The NIC is headed by Perth magistrate Dr. Sue Gordon. 14 Council members, all Aboriginal, are not elected but rather appointed by the government. Among the appointees are Adam Goodes, an Aboriginal footballer, Wesley Aird, the first indigenous graduate from the Duntroon Royal Military College, Dr. John Moriarty, a Sydney businessman, and Archie Barton, a founding member of the Council for Aboriginal Reconciliation. There are five women on the Council.
Tim Rowse, senior fellow at the Australian National University, said that all councilors are worthy and credible individuals, selected with a good spread of gender and age. He also noted, "One of the councilors, Warren Mundine, is the senior vice-president of the Australian Labour party, so it will be difficult for the opposition [party] to complain that Prime Minister John Howard is consulting only his own people."
However, the NIC has been rejected by some important Aboriginal leaders who say it is a token gesture on the government’s part and will only be used to rubber-stamp its policies. Even before its first meeting in December, the NIC was strongly criticized by one of the nation’s most respected Aboriginal leaders, Patrick Dodson, who told The Australian the government had "copped out" on giving Aborigines a "real say" in their future. The government had "taken away any real ability of Aboriginal people to influence the political direction of policies over our lives and reduced us to being subordinates," he said. "John Howard and his government are failing us." Dodson characterized the composition of the Council as "terribly conservative."

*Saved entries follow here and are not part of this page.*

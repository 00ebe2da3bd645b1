//! Game rules for Chain Reaction
//!
//! This module implements the rule set:
//! - Chain reaction resolution (explosions)
//! - Win conditions (elimination, guarded by the started flag)

pub mod explosion;
pub mod win;

// Re-exports for convenient access
pub use explosion::{resolve_chain_reactions, ChainReaction};
pub use win::{both_present, game_winner, winner};
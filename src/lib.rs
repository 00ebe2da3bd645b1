//! Chain Reaction game engine with a negamax AI
//!
//! Two players take turns adding orbs to a 9x6 grid:
//! - A player may add an orb to an empty cell or one they already own
//! - A cell holding as many orbs as it has neighbors explodes, sending one
//!   orb to each neighbor and capturing it
//! - Explosions cascade until the board is stable
//! - Once both colors have appeared, the player who eliminates the other wins
//!
//! # Architecture
//!
//! - [`board`]: Grid, cells, positions and move application
//! - [`rules`]: Chain reaction resolution and win detection
//! - [`eval`]: Static evaluation heuristics
//! - [`search`]: Depth-limited negamax with alpha-beta pruning
//! - [`engine`]: AI engine with a random fallback move
//! - [`harness`]: Background search with a hard wall-clock ceiling
//! - [`game`]: Turn state and headless game loop
//! - [`ui`]: egui window and terminal view
//!
//! # Quick Start
//!
//! ```
//! use chain_reaction::{Board, Heuristic, Player, Pos};
//!
//! let board = Board::new().apply_move(Player::Red, Pos::new(0, 0)).unwrap();
//! assert_eq!(board.score(Player::Red), 1);
//!
//! // Red is one orb ahead, weighted by the corner's low critical mass
//! assert_eq!(Heuristic::Weighted.evaluate(&board, Player::Red), 3.0);
//! ```

pub mod board;
pub mod config;
pub mod engine;
pub mod error;
pub mod eval;
pub mod game;
pub mod harness;
pub mod results;
pub mod rules;
pub mod search;
pub mod ui;

// Re-export commonly used types for convenience
pub use board::{Board, Cell, Player, Pos, COLS, ROWS};
pub use config::{EngineConfig, GameConfig};
pub use engine::{AIEngine, MoveResult, MoveSource};
pub use error::GameError;
pub use eval::Heuristic;
pub use game::Game;
pub use harness::{BackgroundSearch, View};
pub use results::ResultLog;
pub use search::{SearchResult, Searcher};
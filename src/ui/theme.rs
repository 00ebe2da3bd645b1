//! Colors and sizes for the Chain Reaction window

use egui::Color32;

pub const BACKGROUND: Color32 = Color32::from_rgb(30, 30, 30);
pub const CELL_BG: Color32 = Color32::from_rgb(50, 50, 50);

pub const RED_ORB: Color32 = Color32::from_rgb(200, 50, 50);
pub const BLUE_ORB: Color32 = Color32::from_rgb(50, 110, 255);

pub const LAST_MOVE_MARKER: Color32 = Color32::from_rgb(235, 200, 80);

pub const TEXT_PRIMARY: Color32 = Color32::from_rgb(240, 240, 240);
pub const TEXT_MUTED: Color32 = Color32::from_rgb(140, 145, 155);
pub const TEXT_WARNING: Color32 = Color32::from_rgb(255, 180, 50);

// Sizes
pub const CELL_SIZE: f32 = 70.0;
pub const CELL_GAP: f32 = 4.0;
pub const CELL_ROUNDING: u8 = 10;
pub const BOARD_PADDING: f32 = 32.0;
pub const ORB_RADIUS: f32 = 12.0;
/// Distance of orb centers from the cell center, as a share of the cell
pub const ORB_RING_RATIO: f32 = 0.18;
//! Benchmarks for move application and search.

use criterion::{black_box, criterion_group, criterion_main, BenchmarkId, Criterion};

use chain_reaction::{Board, Cell, Heuristic, Player, Pos, Searcher};

/// Crowded midgame position with several cells one orb from exploding
fn midgame() -> Board {
    let mut cells = Vec::new();
    for pos in Pos::all() {
        let owner = if (pos.row + pos.col) % 3 == 0 {
            Player::Blue
        } else {
            Player::Red
        };
        let count = (pos.critical_mass() - 1).max(1);
        if (pos.row * 7 + pos.col) % 4 != 0 {
            cells.push((pos, Cell::new(owner, count)));
        }
    }
    Board::from_cells(cells)
}

fn bench_apply_move(c: &mut Criterion) {
    let mut group = c.benchmark_group("apply_move");

    let empty = Board::new();
    group.bench_function("quiet", |b| {
        b.iter(|| empty.apply_move(Player::Red, black_box(Pos::new(4, 3))))
    });

    let board = midgame();
    group.bench_function("cascade", |b| {
        b.iter(|| board.apply_move(Player::Red, black_box(Pos::new(4, 3))))
    });

    group.finish();
}

fn bench_search(c: &mut Criterion) {
    let mut group = c.benchmark_group("negamax");
    group.sample_size(10);

    let board = midgame();
    for heuristic in Heuristic::ALL {
        group.bench_with_input(
            BenchmarkId::new(heuristic.key(), 3),
            &heuristic,
            |b, &heuristic| {
                b.iter(|| {
                    let mut searcher = Searcher::new(3, heuristic);
                    black_box(searcher.search(&board, Player::Red, true))
                })
            },
        );
    }

    group.finish();
}

criterion_group!(benches, bench_apply_move, bench_search);
criterion_main!(benches);
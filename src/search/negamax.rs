//! Negamax search with alpha-beta pruning
//!
//! Each node scores the position for the side to move; child scores are
//! negated on the way back up. Moves are tried in row-major order and a
//! later move only replaces the best one on a strictly greater score, so
//! ties go to the lowest board index.
//!
//! A win is only recognised once both colors have been on the board (the
//! `started` flag); before that a single-colored board is ordinary.
//!
//! # Example
//!
//! ```
//! use chain_reaction::{Board, Heuristic, Player};
//! use chain_reaction::search::Searcher;
//!
//! let mut searcher = Searcher::new(2, Heuristic::Weighted);
//! let result = searcher.search(&Board::new(), Player::Red, false);
//! assert!(result.best_move.is_some());
//! ```

use std::sync::atomic::{AtomicBool, Ordering};
use std::sync::Arc;
use std::time::{Duration, Instant};

use crate::board::{Board, Player, Pos};
use crate::eval::Heuristic;
use crate::rules::{both_present, game_winner};

/// Score of a won position
pub const WIN: f64 = f64::INFINITY;
/// Score of a lost position
pub const LOSS: f64 = f64::NEG_INFINITY;

/// Search result containing the best move found and statistics.
#[derive(Debug, Clone)]
pub struct SearchResult {
    /// Best move found; `None` when the search could not decide
    pub best_move: Option<Pos>,
    /// Score of the best move for the side to move
    pub score: f64,
    /// Total nodes visited
    pub nodes: u64,
    /// Wall-clock time spent
    pub elapsed: Duration,
}

/// Depth-limited negamax searcher.
///
/// An optional time limit turns nodes reached after the deadline into
/// heuristic leaves; it does not abort the search or restart it at a
/// shallower depth. An optional shared stop flag has the same effect and
/// lets another thread wind a search down early.
pub struct Searcher {
    heuristic: Heuristic,
    max_depth: u32,
    time_limit: Option<Duration>,
    deadline: Option<Instant>,
    stop: Option<Arc<AtomicBool>>,
    nodes: u64,
}

impl Searcher {
    pub fn new(max_depth: u32, heuristic: Heuristic) -> Self {
        Self {
            heuristic,
            max_depth,
            time_limit: None,
            deadline: None,
            stop: None,
            nodes: 0,
        }
    }

    /// Per-search time budget
    #[must_use]
    pub fn with_time_limit(mut self, time_limit: Option<Duration>) -> Self {
        self.time_limit = time_limit;
        self
    }

    /// Stop flag checked at every node before expanding it
    #[must_use]
    pub fn with_stop_flag(mut self, stop: Arc<AtomicBool>) -> Self {
        self.stop = Some(stop);
        self
    }

    pub fn heuristic(&self) -> Heuristic {
        self.heuristic
    }

    pub fn max_depth(&self) -> u32 {
        self.max_depth
    }

    /// Search `board` for `player` to the configured depth.
    pub fn search(&mut self, board: &Board, player: Player, started: bool) -> SearchResult {
        let start = Instant::now();
        self.nodes = 0;
        self.deadline = self.time_limit.map(|limit| start + limit);

        let (score, best_move) =
            self.negamax(board, self.max_depth, player, started, LOSS, WIN);

        SearchResult {
            best_move,
            score,
            nodes: self.nodes,
            elapsed: start.elapsed(),
        }
    }

    /// Check if the deadline has passed or a stop was requested
    #[inline]
    fn out_of_time(&self) -> bool {
        if let Some(stop) = &self.stop {
            if stop.load(Ordering::Relaxed) {
                return true;
            }
        }
        self.deadline.map_or(false, |deadline| Instant::now() >= deadline)
    }

    /// Negamax with alpha-beta pruning.
    ///
    /// `alpha` and `beta` are from the perspective of `player`; the root is
    /// called with `(LOSS, WIN)`. Returns the score for `player` and the
    /// move achieving it (`None` at terminal nodes and leaves).
    pub fn negamax(
        &mut self,
        board: &Board,
        depth: u32,
        player: Player,
        started: bool,
        mut alpha: f64,
        beta: f64,
    ) -> (f64, Option<Pos>) {
        self.nodes += 1;

        if let Some(winner) = game_winner(board, started) {
            let score = if winner == player { WIN } else { LOSS };
            return (score, None);
        }

        if depth == 0 || self.out_of_time() {
            return (self.heuristic.evaluate(board, player), None);
        }

        let moves = board.legal_moves(player);
        if moves.is_empty() {
            return (self.heuristic.evaluate(board, player), None);
        }

        let mut best: Option<(f64, Pos)> = None;

        for mv in moves {
            let child = match board.apply_move(player, mv) {
                Ok(child) => child,
                Err(_) => continue,
            };
            let child_started = started || both_present(&child);

            let (child_score, _) = self.negamax(
                &child,
                depth - 1,
                player.opponent(),
                child_started,
                -beta,
                -alpha,
            );
            let score = -child_score;

            // The first move is always taken so a fully lost root still
            // names a move; afterwards only a strict improvement replaces it.
            match best {
                Some((best_score, _)) if score <= best_score => {}
                _ => best = Some((score, mv)),
            }

            if score > alpha {
                alpha = score;
            }
            if alpha >= beta {
                break;
            }
        }

        match best {
            Some((score, mv)) => (score, Some(mv)),
            None => (self.heuristic.evaluate(board, player), None),
        }
    }
}

#[cfg(test)]
mod tests {
    use super::*;
    use crate::board::Cell;

    fn board_of(cells: &[((u8, u8), Player, u8)]) -> Board {
        Board::from_cells(
            cells
                .iter()
                .map(|&((r, c), p, n)| (Pos::new(r, c), Cell::new(p, n))),
        )
    }

    #[test]
    fn test_search_empty_board() {
        let mut searcher = Searcher::new(2, Heuristic::Weighted);
        let result = searcher.search(&Board::new(), Player::Red, false);

        // Corners carry the highest weight; (0,0) is the first corner
        assert_eq!(result.best_move, Some(Pos::new(0, 0)));
        assert!(result.nodes > 1);
    }

    #[test]
    fn test_search_finds_winning_move() {
        // Red's loaded corner explodes into blue's only orb
        let board = board_of(&[
            ((8, 5), Player::Red, 1),
            ((8, 4), Player::Blue, 1),
            ((0, 0), Player::Red, 1),
        ]);
        let mut searcher = Searcher::new(1, Heuristic::Difference);
        let result = searcher.search(&board, Player::Red, true);

        assert_eq!(result.best_move, Some(Pos::new(8, 5)));
        assert_eq!(result.score, WIN);
    }

    #[test]
    fn test_winning_move_found_by_every_heuristic() {
        let board = board_of(&[
            ((0, 0), Player::Blue, 1),
            ((0, 1), Player::Red, 2),
            ((3, 3), Player::Red, 1),
        ]);
        for heuristic in Heuristic::ALL {
            let mut searcher = Searcher::new(1, heuristic);
            let result = searcher.search(&board, Player::Red, true);
            assert_eq!(result.best_move, Some(Pos::new(0, 1)), "{heuristic}");
            assert_eq!(result.score, WIN);
        }
    }

    #[test]
    fn test_terminal_position_has_no_move() {
        let board = board_of(&[((2, 2), Player::Blue, 1)]);
        let mut searcher = Searcher::new(3, Heuristic::Difference);

        let result = searcher.search(&board, Player::Red, true);
        assert_eq!(result.best_move, None);
        assert_eq!(result.score, LOSS);
        assert_eq!(result.nodes, 1);
    }

    #[test]
    fn test_not_started_is_not_terminal() {
        // Only red on the board before blue has ever played
        let board = board_of(&[((2, 2), Player::Red, 1)]);
        let mut searcher = Searcher::new(1, Heuristic::Difference);

        let result = searcher.search(&board, Player::Blue, false);
        assert!(result.best_move.is_some());
        assert!(result.score.is_finite());
    }

    #[test]
    fn test_depth_zero_is_leaf() {
        let board = board_of(&[((0, 0), Player::Red, 1), ((4, 4), Player::Blue, 1)]);
        let mut searcher = Searcher::new(0, Heuristic::Weighted);

        let result = searcher.search(&board, Player::Red, true);
        assert_eq!(result.best_move, None);
        assert_eq!(result.score, 2.0);
    }

    #[test]
    fn test_ties_go_to_first_move() {
        // Under orb difference every quiet move scores +1 at depth 1
        let board = board_of(&[((4, 4), Player::Blue, 1), ((2, 2), Player::Red, 1)]);
        let mut searcher = Searcher::new(1, Heuristic::Difference);

        let result = searcher.search(&board, Player::Red, true);
        assert_eq!(result.best_move, Some(Pos::new(0, 0)));
        assert_eq!(result.score, 1.0);
    }

    #[test]
    fn test_lost_root_still_names_a_move() {
        // Red's only legal move is its own cell; blue answers by exploding
        // the corner next to it and wiping red out.
        let board = Board::from_cells(Pos::all().map(|pos| {
            let owner = if pos == Pos::new(0, 1) { Player::Red } else { Player::Blue };
            (pos, Cell::new(owner, 1))
        }));
        let mut searcher = Searcher::new(2, Heuristic::Difference);

        let result = searcher.search(&board, Player::Red, true);
        assert_eq!(result.best_move, Some(Pos::new(0, 1)));
        assert_eq!(result.score, LOSS);
    }

    #[test]
    fn test_first_move_kept_on_immediate_cutoff() {
        let board = board_of(&[((0, 0), Player::Red, 1), ((4, 4), Player::Blue, 1)]);
        let mut searcher = Searcher::new(3, Heuristic::Difference);

        // An empty window cuts off right after the first move
        let (_, mv) = searcher.negamax(&board, 2, Player::Red, true, WIN, WIN);
        assert_eq!(mv, Some(Pos::new(0, 0)));
    }

    #[test]
    fn test_expired_deadline_turns_root_into_leaf() {
        let board = board_of(&[((0, 0), Player::Red, 1), ((4, 4), Player::Blue, 1)]);
        let mut searcher =
            Searcher::new(4, Heuristic::Weighted).with_time_limit(Some(Duration::ZERO));

        let result = searcher.search(&board, Player::Red, true);
        assert_eq!(result.best_move, None);
        assert_eq!(result.score, Heuristic::Weighted.evaluate(&board, Player::Red));
    }

    #[test]
    fn test_stop_flag_truncates_search() {
        let stop = Arc::new(AtomicBool::new(true));
        let mut searcher = Searcher::new(6, Heuristic::Weighted).with_stop_flag(Arc::clone(&stop));

        let result = searcher.search(&Board::new(), Player::Red, false);
        assert_eq!(result.best_move, None);
        assert_eq!(result.nodes, 1);
    }

    #[test]
    fn test_pruning_matches_full_window_choice() {
        let board = board_of(&[
            ((0, 0), Player::Red, 1),
            ((1, 1), Player::Blue, 2),
            ((4, 2), Player::Red, 2),
            ((7, 5), Player::Blue, 1),
        ]);
        let mut searcher = Searcher::new(2, Heuristic::Weighted);
        let result = searcher.search(&board, Player::Red, true);
        let mv = result.best_move.unwrap();

        // Recompute the root by brute force with fresh full windows
        let mut best: Option<(f64, Pos)> = None;
        for candidate in board.legal_moves(Player::Red) {
            let child = board.apply_move(Player::Red, candidate).unwrap();
            let (s, _) = searcher.negamax(&child, 1, Player::Blue, true, LOSS, WIN);
            let s = -s;
            if best.map_or(true, |(b, _)| s > b) {
                best = Some((s, candidate));
            }
        }
        assert_eq!(best.map(|(_, p)| p), Some(mv));
        assert_eq!(best.map(|(s, _)| s), Some(result.score));
    }
}
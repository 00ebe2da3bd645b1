//! Win condition checking
//!
//! A player wins by eliminating every orb of the other color. Before both
//! colors have appeared on the board the game has not really started, so an
//! empty or single-colored board is never a win on its own.

use crate::board::{Board, Player};

/// Sole color present on the board.
///
/// Returns `None` both when the two colors are present and when the board
/// is empty.
pub fn winner(board: &Board) -> Option<Player> {
    match (board.has_player(Player::Red), board.has_player(Player::Blue)) {
        (true, false) => Some(Player::Red),
        (false, true) => Some(Player::Blue),
        _ => None,
    }
}

/// Check if both colors own at least one cell
#[inline]
pub fn both_present(board: &Board) -> bool {
    board.has_player(Player::Red) && board.has_player(Player::Blue)
}

/// Winner of a game in progress, honoring the started flag
#[inline]
pub fn game_winner(board: &Board, started: bool) -> Option<Player> {
    if started {
        winner(board)
    } else {
        None
    }
}
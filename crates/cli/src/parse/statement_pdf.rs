//! `bkm parse statement-pdf` — extract invoice/amount CSV from carrier
//! statement PDFs.

use std::io::Write;
use std::path::{Path, PathBuf};
use std::process::Command;

use bookmatch_recon::model::RawTable;

use crate::exit_codes::EXIT_IO_ERROR;
use crate::CliError;

use super::carrier_freight_v1;

const AVAILABLE_TEMPLATES: &[&str] = &["carrier_freight_v1"];

/// Validate the template, extract text, and run the template parser.
/// Returns the extracted text alongside the parse so callers can report
/// progress.
fn parse_statement(
    template: &str,
    file: &Path,
) -> Result<(String, carrier_freight_v1::ParsedStatement), CliError> {
    if !AVAILABLE_TEMPLATES.contains(&template) {
        return Err(CliError::args(format!(
            "Unknown template: {} (available: {})",
            template,
            AVAILABLE_TEMPLATES.join(", "),
        )));
    }

    let text = run_pdftotext(file)?;

    let parsed = match template {
        "carrier_freight_v1" => carrier_freight_v1::parse(&text)?,
        _ => unreachable!(),
    };

    Ok((text, parsed))
}

/// Parse a statement PDF straight into an ingestion table, for `bkm run`
/// with a PDF vendor side. Returns the table plus the 1-based numbers of
/// dropped lines.
pub(crate) fn read_statement_table(
    template: &str,
    file: &Path,
) -> Result<(RawTable, Vec<usize>), CliError> {
    let (_, parsed) = parse_statement(template, file)?;

    let mut table = RawTable::new(vec!["invoice_number".into(), "amount".into()]);
    for row in &parsed.rows {
        table.rows.push(vec![
            row.invoice_number.clone(),
            bookmatch_recon::bucket::format_minor(row.amount_minor),
        ]);
    }

    Ok((table, parsed.dropped_lines))
}

pub(super) fn cmd_parse_statement_pdf(
    template: &str,
    file: &Path,
    out: &Option<PathBuf>,
    quiet: bool,
) -> Result<(), CliError> {
    let (text, parsed) = parse_statement(template, file)?;

    if !quiet {
        eprintln!("Extracted {} bytes of text from {}", text.len(), file.display());
        eprintln!("Parsed {} invoice rows", parsed.rows.len());
        if !parsed.dropped_lines.is_empty() {
            eprintln!(
                "warning: {} line(s) did not match the template and were dropped",
                parsed.dropped_lines.len(),
            );
        }
    }

    write_csv(&parsed.rows, out)?;

    Ok(())
}

fn write_csv(
    rows: &[carrier_freight_v1::InvoiceRow],
    out: &Option<PathBuf>,
) -> Result<(), CliError> {
    let mut buf = Vec::new();
    {
        let mut writer = csv::Writer::from_writer(&mut buf);
        writer
            .write_record(["invoice_number", "amount"])
            .map_err(|e| CliError::io(e.to_string()))?;
        for row in rows {
            writer
                .write_record([
                    row.invoice_number.as_str(),
                    bookmatch_recon::bucket::format_minor(row.amount_minor).as_str(),
                ])
                .map_err(|e| CliError::io(e.to_string()))?;
        }
        writer.flush().map_err(|e| CliError::io(e.to_string()))?;
    }

    match out {
        Some(path) => {
            std::fs::write(path, &buf)
                .map_err(|e| CliError::io(format!("cannot write {}: {e}", path.display())))?;
            eprintln!("Wrote {} rows to {}", rows.len(), path.display());
        }
        None => {
            std::io::stdout()
                .write_all(&buf)
                .map_err(|e| CliError::io(e.to_string()))?;
        }
    }

    Ok(())
}

/// Run `pdftotext -layout <file> -` and capture stdout.
fn run_pdftotext(file: &Path) -> Result<String, CliError> {
    // Check that pdftotext exists
    which::which("pdftotext").map_err(|_| CliError {
        code: EXIT_IO_ERROR,
        message: "pdftotext not installed (poppler-utils)".to_string(),
        hint: Some("Install with: apt install poppler-utils / brew install poppler".to_string()),
    })?;

    let file_str = file
        .to_str()
        .ok_or_else(|| CliError::args(format!("invalid file path: {}", file.display())))?;

    let output = Command::new("pdftotext")
        .args(["-layout", file_str, "-"])
        .output()
        .map_err(|e| CliError::io(format!("failed to run pdftotext: {e}")))?;

    if !output.status.success() {
        let stderr = String::from_utf8_lossy(&output.stderr);
        return Err(CliError::io(format!(
            "pdftotext failed (exit {}): {}",
            output.status.code().unwrap_or(-1),
            stderr.trim(),
        )));
    }

    let text = String::from_utf8_lossy(&output.stdout).to_string();

    if text.trim().is_empty() {
        return Err(CliError::parse(
            "PDF appears scanned/image-only — text extraction failed",
        ));
    }

    Ok(text)
}
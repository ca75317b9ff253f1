//! `bookmatch-recon` — vendor-statement vs internal-books reconciliation engine.
//!
//! Pure engine crate: receives pre-loaded tables, returns classified rows.
//! No CLI or IO dependencies.

pub mod bucket;
pub mod config;
pub mod engine;
pub mod error;
pub mod matcher;
pub mod model;
pub mod normalize;
pub mod schema;
pub mod suggest;

pub use config::ReconConfig;
pub use engine::{run, ReconInput};
pub use error::ReconError;
pub use model::{RawTable, ReconReport, ReconRow, Status};
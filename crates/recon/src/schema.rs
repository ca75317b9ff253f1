use crate::config::KeywordTable;
use crate::error::ReconError;
use crate::model::Side;

// ---------------------------------------------------------------------------
// Column roles
// ---------------------------------------------------------------------------

#[derive(Debug, Clone, Copy, PartialEq, Eq)]
pub enum ColumnRole {
    Identifier,
    Amount,
}

impl ColumnRole {
    pub fn as_str(&self) -> &'static str {
        match self {
            ColumnRole::Identifier => "identifier",
            ColumnRole::Amount => "amount",
        }
    }
}

impl std::fmt::Display for ColumnRole {
    fn fmt(&self, f: &mut std::fmt::Formatter<'_>) -> std::fmt::Result {
        f.write_str(self.as_str())
    }
}

/// Header indices chosen for one record set.
#[derive(Debug, Clone, Copy, PartialEq, Eq)]
pub struct ColumnPick {
    pub identifier: usize,
    pub amount: usize,
}

// ---------------------------------------------------------------------------
// Resolution
// ---------------------------------------------------------------------------

/// Case-fold, trim, and collapse internal whitespace runs to single spaces.
pub fn canonicalize_header(raw: &str) -> String {
    raw.trim()
        .to_lowercase()
        .split_whitespace()
        .collect::<Vec<_>>()
        .join(" ")
}

/// Pick the identifier and amount columns from a header list.
///
/// First column (left-to-right) whose canonical name contains any keyword
/// wins — no scoring among candidates. The identifier pick is excluded from
/// amount consideration so one column never fills both roles.
pub fn resolve_columns(
    side: Side,
    headers: &[String],
    keywords: &KeywordTable,
) -> Result<ColumnPick, ReconError> {
    let canonical: Vec<String> = headers.iter().map(|h| canonicalize_header(h)).collect();

    let identifier = canonical
        .iter()
        .position(|h| keywords.identifier_keywords.iter().any(|k| h.contains(k.as_str())))
        .ok_or_else(|| ReconError::SchemaNotFound {
            side,
            role: ColumnRole::Identifier,
            headers: headers.to_vec(),
        })?;

    let amount = canonical
        .iter()
        .enumerate()
        .position(|(i, h)| {
            i != identifier && keywords.amount_keywords.iter().any(|k| h.contains(k.as_str()))
        })
        .ok_or_else(|| ReconError::SchemaNotFound {
            side,
            role: ColumnRole::Amount,
            headers: headers.to_vec(),
        })?;

    Ok(ColumnPick { identifier, amount })
}

// ---------------------------------------------------------------------------
// Tests
// ---------------------------------------------------------------------------

#[cfg(test)]
mod tests {
    use super::*;

    fn headers(names: &[&str]) -> Vec<String> {
        names.iter().map(|s| s.to_string()).collect()
    }

    #[test]
    fn canonicalize_folds_case_and_whitespace() {
        assert_eq!(canonicalize_header("  Invoice   #  "), "invoice #");
        assert_eq!(canonicalize_header("External\tDocument Number"), "external document number");
    }

    #[test]
    fn picks_first_match_left_to_right() {
        let h = headers(&["Date", "Voucher Ref", "Invoice No", "Amount Due"]);
        let pick = resolve_columns(Side::Vendor, &h, &KeywordTable::default()).unwrap();
        // "Voucher Ref" precedes "Invoice No" and both match
        assert_eq!(pick.identifier, 1);
        assert_eq!(pick.amount, 3);
    }

    #[test]
    fn tolerates_varied_institution_headers() {
        for (id_header, amt_header) in [
            ("Invoice #", "Total"),
            ("External document number", "Amount (USD)"),
            ("Ref", "Price"),
            ("ID", "Val."),
        ] {
            let h = headers(&[id_header, amt_header]);
            let pick = resolve_columns(Side::Internal, &h, &KeywordTable::default())
                .unwrap_or_else(|e| panic!("{id_header}/{amt_header}: {e}"));
            assert_eq!(pick.identifier, 0);
            assert_eq!(pick.amount, 1);
        }
    }

    #[test]
    fn identifier_column_not_reused_for_amount() {
        // "Invoice Total" matches both keyword lists; with no other amount
        // column the set is unusable rather than self-reconciling.
        let h = headers(&["Invoice Total", "Memo"]);
        let err = resolve_columns(Side::Vendor, &h, &KeywordTable::default()).unwrap_err();
        assert!(err.to_string().contains("no amount column"));
    }

    #[test]
    fn missing_identifier_is_fatal_and_names_headers() {
        let h = headers(&["Date", "Memo", "Amount"]);
        let err = resolve_columns(Side::Vendor, &h, &KeywordTable::default()).unwrap_err();
        let msg = err.to_string();
        assert!(msg.contains("vendor file"));
        assert!(msg.contains("no identifier column"));
        assert!(msg.contains("Memo"));
    }

    #[test]
    fn missing_amount_is_fatal_per_side() {
        let h = headers(&["Invoice", "Memo"]);
        let err = resolve_columns(Side::Internal, &h, &KeywordTable::default()).unwrap_err();
        assert!(err.to_string().contains("internal file"));
    }

    #[test]
    fn custom_keyword_table() {
        let kw = KeywordTable {
            identifier_keywords: vec!["bill".into()],
            amount_keywords: vec!["charge".into()],
        };
        let h = headers(&["Bill No", "Charge"]);
        let pick = resolve_columns(Side::Vendor, &h, &kw).unwrap();
        assert_eq!(pick.identifier, 0);
        assert_eq!(pick.amount, 1);
    }
}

Another blow to the new organization was delivered by the former aboriginal Australian football player Michael Long, who turned down a position on the Council’s board, saying that he did not believe it was sustainable.
The government brushed away criticism. According to Minister Vanstone, the Council would have a broad range of goals, such as facilitating early childhood development, creating safer environment for children and women and diminishing reliance on welfare for nation’s indigenous community. The head of the NIC, Dr. Gordon indicated that Aboriginal domestic violence would be at the forefront of NIC’s agenda.
According to Rowse, in the late 1990s it became clear that domestic and intra community violence is a huge problem facing indigenous Australians. "The NIC is thus able to present itself as leading a movement of reform that has popular roots, particularly among indigenous women."
In April this year, Australia’s government abolished its elected indigenous organization, the Aboriginal and Torres Strait Islander Commission (ATSIC), claiming it had become preoccupied with symbolic issues rather than the serious day-to-day problems faced by Aborigines. ATSIC, set up in 1990, lost the confidence of the 300,000-strong Aboriginal community due to the agency’s alleged corruption and mismanagement, although many activists claim that ATSIC was not given a chance to succeed.
Only one of ATSIC’s elected representatives, Michael White, was invited on to the NIC. He told The Australian he would resign if he thought the government was not listening. White said he considered boycotting the NIC by declining the position, but then decided there were too many urgent issues the government needed to be pushed on.
The government claims the NIC is not a replacement for ATSIC and is not meant to be a representative agency. Rowse said that the delivery of services to the country’s aboriginal population does not seem to be undermined by ATSIC’s abolishment. "International forums have been given a false impression of ATSIC’s centrality," he said. "The Howard government has never sought to reverse the trend for many public services to be delivered to indigenous Australians by publicly-funded indigenous associations. Some of them were under the oversight of ATSIC, many were not; the removal of ATSIC means that those formerly under ATSIC will now be under the oversight of ‘mainstream’ agencies, but that does not in itself threaten the work of those indigenous associations."